State lines. Property lines. Medians. Guard rails. Borderlines. Fences. Goal line. End zone.

These are all various forms of the same thing – a boundary. 

They serve as reminder of where the edge is. 

Push too far past it and you’ll exceed the boundary that’s been set. 

Build something outside your property line and there will be reprucussions. Veer off the road over the median or past the guardrails and disaster is certain. Catch a football outside the the end zone and your team won’t score any points.

Boundaries give us information about how the world is structured.

This of course is easy to see in the physical world. The edges are clearly marked.

And we don’t question them. 

The external world exerts a boundary and we adhere.

Of course there are some boundaries we should question critically. 

Because not all boundaries need be set by the external world. 

That’s not to say the external world won’t alwys impose. 

If we haven’t given much thought to our own personal boundaries, it’s easy to accept what is presented as if it’s our only choice. We can feel helpless like flotsam at mercy of the ocean currents.
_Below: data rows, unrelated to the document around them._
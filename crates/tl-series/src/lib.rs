//! tl-series: row-by-row conversion of raw logger samples into derived records.
//!
//! Each [`DerivedRecord`] is a pure function of one [`Sample`] and the shared
//! calibration, so output row `i` depends only on input row `i`. Rows can be
//! processed lazily, sequentially or in parallel with identical results.

pub mod processor;
pub mod record;
pub mod sample;
pub mod summary;

pub use processor::TimeSeriesProcessor;
pub use record::{DerivedRecord, Metric};
pub use sample::{Sample, TimeMarker};
pub use summary::{MetricStats, SeriesSummary};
To set our own boundaries, we must first care. 

We must be invested in an outcome that is different than what the external world imposes. We must have the courage to disagree and push back. Otherwise, our acceptance can turn to resentment. 

You cannot live intentionally if you are constantly accepting what the world imposes. 

A boundary is nothing more than a constraint that informs how to achieve an outcome. 

If you value building a life of contribution, you must set your boundary to encompass the activities and behaviors that maximize your ability to contribute. Anything outside of that or not related must be ignored or minimized.

I suppose if you don’t know what your desired outcome is, then any boundary will do.